El aire lleva
en sus labios los besos de todos. Y en ellos, los nombres pronunciados. Nos
toca a diario, más aún que el agua, mucho más que nuestro
amante. No tiene piel y quizás por ello busca detenerse en los cuerpos,
deslizar sus dedos repasando los bordes de nuestra sangre contenida. El aire
parece empeñase en tener forma cuando entra por todos nuestros
orificios; por instantes lo logra: respiramos hondo, nos habita; luego se
escapa en una exhalación, un suspiro, una palabra, un nombre. Y vuelve.

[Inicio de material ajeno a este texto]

//! [`MatchState`] -- accumulated team scores across rounds, and match termination.

use tichu_elements::seat::Team;
use tichu_elements::typedefs::CardPoints;

use super::intent::TeamDelta;
use super::round::RoundState;
use crate::rules::{Ruleset, TieBreak};

/// Outcome of a match, once terminal.
#[derive(Copy, Clone, Debug, Eq, PartialEq)]
#[cfg_attr(feature = "serde", derive(serde::Serialize, serde::Deserialize))]
pub struct MatchResult {
    pub winner: Team,
}

/// Accumulated scores across rounds of one match, and the round currently in progress.
#[derive(Clone, Debug)]
#[cfg_attr(feature = "serde", derive(serde::Serialize, serde::Deserialize))]
pub struct MatchState {
    pub rules: Ruleset,
    pub round: RoundState,
    pub team_a_total: CardPoints,
    pub team_b_total: CardPoints,
    pub result: Option<MatchResult>,
}

impl MatchState {
    pub fn new(rules: Ruleset) -> Self {
        Self {
            rules,
            round: RoundState::default(),
            team_a_total: 0,
            team_b_total: 0,
            result: None,
        }
    }

    pub fn is_finished(&self) -> bool { self.result.is_some() }

    /// Folds a round's team deltas into the match total and checks for termination, per
    /// spec.md §4.7 "Match accumulation".
    pub fn apply_round_delta(&mut self, delta: TeamDelta) {
        self.team_a_total += delta.team_a;
        self.team_b_total += delta.team_b;

        let target = self.rules.match_point_target;
        let a_over = self.team_a_total >= target;
        let b_over = self.team_b_total >= target;

        if a_over || b_over {
            self.result = match (a_over, b_over) {
                (true, false) => Some(MatchResult { winner: Team::A }),
                (false, true) => Some(MatchResult { winner: Team::B }),
                (true, true) => match self.team_a_total.cmp(&self.team_b_total) {
                    std::cmp::Ordering::Greater => Some(MatchResult { winner: Team::A }),
                    std::cmp::Ordering::Less => Some(MatchResult { winner: Team::B }),
                    std::cmp::Ordering::Equal => match self.rules.match_tie_break {
                        TieBreak::ContinuePlaying => None,
                        TieBreak::LargerRoundDelta => {
                            if delta.team_a >= delta.team_b {
                                Some(MatchResult { winner: Team::A })
                            } else {
                                Some(MatchResult { winner: Team::B })
                            }
                        }
                    },
                },
                (false, false) => unreachable!(),
            };
        }
    }
}

#[cfg(test)]
mod tests {
    use super::*;

    #[test]
    fn match_ends_when_a_team_strictly_crosses_the_target() {
        let mut m = MatchState::new(Ruleset::default());
        m.apply_round_delta(TeamDelta { team_a: 995, team_b: 100 });
        assert!(!m.is_finished());
        m.apply_round_delta(TeamDelta { team_a: 10, team_b: 0 });
        assert_eq!(m.result, Some(MatchResult { winner: Team::A }));
    }

    #[test]
    fn tie_at_target_continues_by_default() {
        let mut m = MatchState::new(Ruleset::default());
        m.apply_round_delta(TeamDelta { team_a: 1000, team_b: 1000 });
        assert!(!m.is_finished());
    }
}
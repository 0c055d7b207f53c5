use std::env;
use std::fs::{self, File};
use std::io::{self, Write};
use std::path::Path;
use toml::Value;

struct AppMetadata {
    file: std::fs::File,
}

impl AppMetadata {
    pub fn new() -> io::Result<Self> {
        let out_dir = env::var("OUT_DIR").map_err(io::Error::other)?;
        let dest_path = Path::new(&out_dir).join("app_metadata.rs");
        let file = File::create(&dest_path)?;
        Ok(Self { file })
    }

    pub fn write(&mut self, key: &str, value: &str) -> io::Result<()> {
        write!(
            self.file,
            "#[allow(unused)]\npub const APP_METADATA_{}: &str = \"{}\";\n",
            &key.to_uppercase(),
            &value
        )
    }
}

fn main() -> io::Result<()> {
    println!("cargo:rerun-if-changed=Cargo.toml");

    let cargo_toml = fs::read_to_string("Cargo.toml").expect("Failed to read Cargo.toml");
    let cargo_toml: Value = toml::from_str(&cargo_toml).expect("Failed to parse Cargo.toml");

    let mut app_metadata = AppMetadata::new()?;
    app_metadata.write("NAME", &env::var("CARGO_PKG_NAME").unwrap_or_else(|_| "tdl".to_string()))?;
    app_metadata.write("VERSION", &env::var("CARGO_PKG_VERSION").unwrap_or_default())?;

    if let Some(metadata) = cargo_toml.get("package").and_then(|pkg| pkg.get("metadata")).and_then(|meta| meta.as_table()) {
        for (key, value) in metadata {
            if let Some(value) = value.as_str() {
                app_metadata.write(key, value)?;
            }
        }
    }

    Ok(())
}
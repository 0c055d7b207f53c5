use crate::libs::store::TaskFilter;

#[derive(Debug, Clone)]
pub enum Message {
    // === MENU MESSAGES ===
    MenuTitle,
    MenuAddTask,
    MenuViewAll,
    MenuViewCompleted,
    MenuViewPending,
    MenuViewDueSoon,
    MenuMarkCompleted,
    MenuEditTask,
    MenuDeleteTask,
    MenuExit,
    PromptMenuChoice,
    Goodbye,

    // === TASK MESSAGES ===
    TaskAdded(String), // title
    TaskMarkedCompleted(String),
    TaskUpdated(String),
    TaskDeleted(String),
    TaskTitleRequired,
    NoChangesDetected,
    EditKeepBlank,
    ConfirmDeleteTask(String), // task summary
    OperationCancelled,
    InvalidNumber,

    // === VIEW MESSAGES ===
    TasksHeader(TaskFilter, u32), // filter, due-soon window
    NoTasksAvailable,
    NoTasksForFilter(TaskFilter),
    NoTasksToEdit,
    NoTasksToDelete,

    // === PROMPTS ===
    PromptTaskTitle,
    PromptTaskDescription,
    PromptTaskCategory,
    PromptTaskPriority,
    PromptTaskDueDate,
    PromptTaskTitleEdit(String), // current value
    PromptTaskDescriptionEdit(String),
    PromptTaskCategoryEdit(String),
    PromptTaskPriorityEdit(String),
    PromptTaskDueDateEdit(String),
    PromptTaskNumberComplete,
    PromptTaskNumberEdit,
    PromptTaskNumberDelete,

    // === DUE DATE MESSAGES ===
    InvalidDateSetToNone,
    InvalidDateUnchanged,

    // === STORAGE MESSAGES ===
    TasksSaved(usize, String), // count, path
    TasksSaveFailed(String),   // error

    // === CONFIGURATION MESSAGES ===
    ConfigSaved(String), // path
    ConfigReadFailed(String),
    ConfigParseError(String),
    ConfigSaveError(String),
    ConfigModuleTasks,
    PromptTasksFile,
    PromptDueSoonDays,
    PromptDatePolicy,
}
#[cfg(test)]
mod tests {
    use chrono::NaiveDate;
    use std::fs;
    use std::path::PathBuf;
    use tdl::db::tasks::{load_all, save_all, TaskFile};
    use tdl::libs::error::TaskError;
    use tdl::libs::task::{Priority, Task};
    use tempfile::TempDir;
    use test_context::{test_context, TestContext};

    struct StorageTestContext {
        temp_dir: TempDir,
        path: PathBuf,
    }

    impl TestContext for StorageTestContext {
        fn setup() -> Self {
            let temp_dir = tempfile::tempdir().unwrap();
            let path = temp_dir.path().join("tasks.json");
            StorageTestContext { temp_dir, path }
        }
    }

    fn sample_tasks() -> Vec<Task> {
        vec![
            Task::new("Write report", "Quarterly numbers", "Work")
                .with_priority("High")
                .with_due_date(NaiveDate::from_ymd_opt(2024, 6, 3)),
            Task::new("Buy milk", "", "Personal").with_completed(true),
            Task::new("Learn Rust", "Ownership chapter", "").with_priority("Someday"),
        ]
    }

    #[test_context(StorageTestContext)]
    #[test]
    fn test_save_and_load_round_trip(ctx: &mut StorageTestContext) {
        let tasks = sample_tasks();
        save_all(&tasks, &ctx.path).unwrap();
        assert_eq!(load_all(&ctx.path).unwrap(), tasks);
    }

    #[test_context(StorageTestContext)]
    #[test]
    fn test_round_trip_empty_list(ctx: &mut StorageTestContext) {
        save_all(&[], &ctx.path).unwrap();
        assert!(ctx.path.exists());
        assert!(load_all(&ctx.path).unwrap().is_empty());
    }

    #[test_context(StorageTestContext)]
    #[test]
    fn test_load_missing_file_is_empty(ctx: &mut StorageTestContext) {
        assert!(load_all(&ctx.path).unwrap().is_empty());
    }

    #[test_context(StorageTestContext)]
    #[test]
    fn test_load_corrupt_file(ctx: &mut StorageTestContext) {
        for content in ["not valid json", r#"{"foo": 1}"#, "", r#"[{"title": 5, "description": "", "category": ""}]"#, "[1, 2]"] {
            fs::write(&ctx.path, content).unwrap();
            match load_all(&ctx.path) {
                Err(TaskError::CorruptStore { path, .. }) => assert_eq!(path, ctx.path),
                other => panic!("{content:?} should be corrupt, got {:?}", other),
            }
        }
    }

    #[test_context(StorageTestContext)]
    #[test]
    fn test_load_record_missing_required_key(ctx: &mut StorageTestContext) {
        fs::write(
            &ctx.path,
            r#"[
                {"title": "ok", "description": "", "category": "Work"},
                {"title": "no category", "description": ""}
            ]"#,
        )
        .unwrap();

        match load_all(&ctx.path) {
            Err(TaskError::MalformedRecord { position, field }) => {
                assert_eq!(position, 2);
                assert!(field.contains("category"));
            }
            other => panic!("expected MalformedRecord, got {:?}", other),
        }
    }

    #[test_context(StorageTestContext)]
    #[test]
    fn test_load_applies_defaults_and_ignores_unknown_keys(ctx: &mut StorageTestContext) {
        fs::write(
            &ctx.path,
            r#"[{"title": "Read", "description": "", "category": "Leisure", "tags": ["x"], "due_date": null}]"#,
        )
        .unwrap();

        let tasks = load_all(&ctx.path).unwrap();
        assert_eq!(tasks.len(), 1);
        assert_eq!(tasks[0].priority, Priority::Medium);
        assert!(!tasks[0].completed);
        assert_eq!(tasks[0].due_date, None);
    }

    #[test_context(StorageTestContext)]
    #[test]
    fn test_saved_document_shape(ctx: &mut StorageTestContext) {
        save_all(&sample_tasks(), &ctx.path).unwrap();

        let document: serde_json::Value = serde_json::from_str(&fs::read_to_string(&ctx.path).unwrap()).unwrap();
        let records = document.as_array().unwrap();
        assert_eq!(records.len(), 3);
        assert_eq!(records[0]["title"], "Write report");
        assert_eq!(records[0]["priority"], "High");
        assert_eq!(records[0]["due_date"], "2024-06-03");
        assert_eq!(records[0]["completed"], false);
        assert!(records[1]["due_date"].is_null());
        assert_eq!(records[1]["completed"], true);
        assert_eq!(records[2]["priority"], "Someday");
    }

    #[test_context(StorageTestContext)]
    #[test]
    fn test_save_overwrites_previous_contents(ctx: &mut StorageTestContext) {
        save_all(&sample_tasks(), &ctx.path).unwrap();
        let fewer = vec![Task::new("Only one", "", "Misc")];
        save_all(&fewer, &ctx.path).unwrap();

        assert_eq!(load_all(&ctx.path).unwrap(), fewer);
        let leftovers: Vec<_> = fs::read_dir(ctx.temp_dir.path()).unwrap().collect();
        assert_eq!(leftovers.len(), 1, "temporary file should not be left behind");
    }

    #[test_context(StorageTestContext)]
    #[test]
    fn test_failed_save_keeps_destination(ctx: &mut StorageTestContext) {
        let destination = ctx.temp_dir.path().join("occupied");
        fs::create_dir(&destination).unwrap();
        fs::write(destination.join("keep.txt"), "data").unwrap();

        match save_all(&sample_tasks(), &destination) {
            Err(TaskError::Io { path, .. }) => assert_eq!(path, destination),
            other => panic!("expected Io error, got {:?}", other),
        }
        assert_eq!(fs::read_to_string(destination.join("keep.txt")).unwrap(), "data");
        assert!(!ctx.temp_dir.path().join(".occupied.tmp").exists());
    }

    #[test_context(StorageTestContext)]
    #[test]
    fn test_save_creates_parent_directories(ctx: &mut StorageTestContext) {
        let nested = ctx.temp_dir.path().join("a").join("b").join("tasks.json");
        let file = TaskFile::new(&nested);
        file.save(&sample_tasks()).unwrap();
        assert_eq!(file.load().unwrap(), sample_tasks());
        assert_eq!(file.path(), nested.as_path());
    }
}
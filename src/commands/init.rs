use crate::libs::config::Config;
use crate::libs::messages::Message;
use crate::msg_success;
use anyhow::Result;

pub fn cmd() -> Result<()> {
    let config = Config::init()?;
    let path = config.save()?;
    msg_success!(Message::ConfigSaved(path.display().to_string()));

    Ok(())
}
//! Interactive handlers behind the menu entries.
//!
//! Each handler reads its input through `dialoguer`, calls one store
//! operation and reports the outcome. Errors from the store are shown to the
//! user and never abort the session; only terminal I/O failures propagate.

use crate::libs::error::TaskError;
use crate::libs::messages::Message;
use crate::libs::session::Session;
use crate::libs::store::{get_by_position, TaskFilter};
use crate::libs::task::{Priority, Task, TaskEdit};
use crate::libs::validation::{normalize_priority, DatePolicy};
use crate::libs::view::View;
use crate::{msg_error, msg_info, msg_print, msg_success, msg_warning};
use anyhow::Result;
use chrono::NaiveDate;
use dialoguer::{theme::ColorfulTheme, Confirm, Input};

pub fn add(session: &mut Session) -> Result<()> {
    let theme = ColorfulTheme::default();

    let title: String = Input::with_theme(&theme)
        .with_prompt(Message::PromptTaskTitle.to_string())
        .validate_with(|input: &String| -> std::result::Result<(), String> {
            if input.trim().is_empty() {
                Err(Message::TaskTitleRequired.to_string())
            } else {
                Ok(())
            }
        })
        .interact_text()?;
    let description = prompt_optional(&theme, &Message::PromptTaskDescription)?;
    let category = prompt_optional(&theme, &Message::PromptTaskCategory)?;
    let priority = normalize_priority(&prompt_optional(&theme, &Message::PromptTaskPriority)?);
    let due_date = prompt_due_date(&theme, session.date_policy(), &Message::PromptTaskDueDate, &Message::InvalidDateSetToNone)?;

    let mut task = Task::new(title.trim(), &description, &category).with_due_date(due_date);
    if !priority.is_empty() {
        task = task.with_priority(priority);
    }

    msg_success!(Message::TaskAdded(task.title.clone()));
    session.store_mut().add(task);

    Ok(())
}

/// Prints the tasks matching `filter`, numbered within the filtered view.
pub fn view(session: &Session, filter: TaskFilter) {
    let store = session.store();
    if store.is_empty() {
        msg_info!(Message::NoTasksAvailable);
        return;
    }

    let tasks = store.list_today(filter);
    if tasks.clone().next().is_none() {
        msg_info!(Message::NoTasksForFilter(filter));
        return;
    }

    msg_print!(Message::TasksHeader(filter, store.due_soon_days()), true);
    View::tasks(tasks);
}

pub fn mark_completed(session: &mut Session) -> Result<()> {
    let pending: Vec<_> = session.store().list_today(TaskFilter::Pending).collect();
    if pending.is_empty() {
        msg_info!(TaskError::NoPendingTasks);
        return Ok(());
    }
    View::tasks(pending);

    let Some(position) = prompt_position(&Message::PromptTaskNumberComplete)? else {
        return Ok(());
    };

    match session.store_mut().mark_completed_at(position) {
        Ok(task) => msg_success!(Message::TaskMarkedCompleted(task.title.clone())),
        Err(e) => msg_error!(e),
    }

    Ok(())
}

pub fn edit(session: &mut Session) -> Result<()> {
    if session.store().is_empty() {
        msg_info!(Message::NoTasksToEdit);
        return Ok(());
    }
    View::tasks(session.store().list_today(TaskFilter::All));

    let Some(position) = prompt_position(&Message::PromptTaskNumberEdit)? else {
        return Ok(());
    };
    let current = match get_by_position(session.store().tasks(), position) {
        Ok(task) => task.clone(),
        Err(e) => {
            msg_error!(e);
            return Ok(());
        }
    };

    let theme = ColorfulTheme::default();
    msg_info!(Message::EditKeepBlank);

    let title = prompt_optional(&theme, &Message::PromptTaskTitleEdit(current.title))?;
    let description = prompt_optional(&theme, &Message::PromptTaskDescriptionEdit(current.description))?;
    let category = prompt_optional(&theme, &Message::PromptTaskCategoryEdit(current.category))?;
    let priority = normalize_priority(&prompt_optional(&theme, &Message::PromptTaskPriorityEdit(current.priority.to_string()))?);
    let current_due = current.due_date.map(|date| date.to_string()).unwrap_or_else(|| "None".to_string());
    let due_date = prompt_due_date(
        &theme,
        session.date_policy(),
        &Message::PromptTaskDueDateEdit(current_due),
        &Message::InvalidDateUnchanged,
    )?;

    let edit = TaskEdit {
        title: Some(title),
        description: Some(description),
        category: Some(category),
        priority: Some(Priority::from(priority)),
        due_date,
    };
    if edit.is_empty() {
        msg_info!(Message::NoChangesDetected);
        return Ok(());
    }

    match session.store_mut().edit_at(position, edit) {
        Ok(task) => msg_success!(Message::TaskUpdated(task.title.clone())),
        Err(e) => msg_error!(e),
    }

    Ok(())
}

pub fn delete(session: &mut Session) -> Result<()> {
    if session.store().is_empty() {
        msg_info!(Message::NoTasksToDelete);
        return Ok(());
    }
    View::tasks(session.store().list_today(TaskFilter::All));

    let Some(position) = prompt_position(&Message::PromptTaskNumberDelete)? else {
        return Ok(());
    };
    let summary = match get_by_position(session.store().tasks(), position) {
        Ok(task) => task.to_string(),
        Err(e) => {
            msg_error!(e);
            return Ok(());
        }
    };

    let confirmed = Confirm::with_theme(&ColorfulTheme::default())
        .with_prompt(Message::ConfirmDeleteTask(summary).to_string())
        .default(false)
        .interact()?;
    if !confirmed {
        msg_info!(Message::OperationCancelled);
        return Ok(());
    }

    match session.store_mut().delete_at(position) {
        Ok(task) => msg_success!(Message::TaskDeleted(task.title)),
        Err(e) => msg_error!(e),
    }

    Ok(())
}

/// Reads a 1-based task number. Returns `None` after telling the user when
/// the input is not a number.
fn prompt_position(prompt: &Message) -> Result<Option<usize>> {
    let input: String = Input::with_theme(&ColorfulTheme::default())
        .with_prompt(prompt.to_string())
        .interact_text()?;

    match input.trim().parse::<usize>() {
        Ok(position) => Ok(Some(position)),
        Err(_) => {
            msg_error!(Message::InvalidNumber);
            Ok(None)
        }
    }
}

fn prompt_optional(theme: &ColorfulTheme, prompt: &Message) -> Result<String> {
    let input: String = Input::with_theme(theme)
        .with_prompt(prompt.to_string())
        .allow_empty(true)
        .interact_text()?;

    Ok(input.trim().to_string())
}

/// Asks for a due date until the configured policy accepts the answer.
fn prompt_due_date(theme: &ColorfulTheme, policy: DatePolicy, prompt: &Message, on_ignored: &Message) -> Result<Option<NaiveDate>> {
    loop {
        let text = prompt_optional(theme, prompt)?;
        match policy.resolve(&text) {
            Ok(None) if !text.is_empty() => {
                msg_warning!(on_ignored);
                return Ok(None);
            }
            Ok(due_date) => return Ok(due_date),
            Err(e) => msg_error!(e),
        }
    }
}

El aire sale y vuelve distinto, cargado de deseos, de búsquedas. Viaja
de cuerpo en cuerpo, sembrando alientos y calores ajenos, voces, ecos del
movimiento interior que nos descubre. Pero no todos logran presentir sus
caricias. Y muy pocos las descifran.
Alberto Ruy Sánchez sabe de vientos: escribe con el
aire entre los dedos, se atreve a nombrarlo, a viajar con él hasta el
centro del más oscuro paraíso femenino. Pero también sabe
dibujar bien la piel que lo recibe, como si hubiera vivido ahí dentro
días enteros sólo para penetrar, comprender, presentir, conocer y
desatar los pequeños torbellinos que tensan el cuerpo de una mujer.
Así al escribir, nos trae el aire de mar que toca a Fatma con el
recuerdo vivo de un nombre, y el aire caliente que la recorre y desde el
interior de la piel encuentra el tacto del viento. Dos manos se tocan,
(escritor y personaje, lector y personaje, lector y escritor) y se descubren en
la intensidad de un mismo deseo.
Los nombres del aire es un sexo
abierto que sólo unos cuantos pueden penetrar: los sonámbulos, de
la escritura y de la vida, quienes conocen el apetito de los sentidos y llevan un trozo grande de sus
más agitados sueños cubriéndoles los párpados.
Alberto Ruy Sánchez nos pone en las manos del aire
donde todos somos viento, voz húmeda, sueño despierto.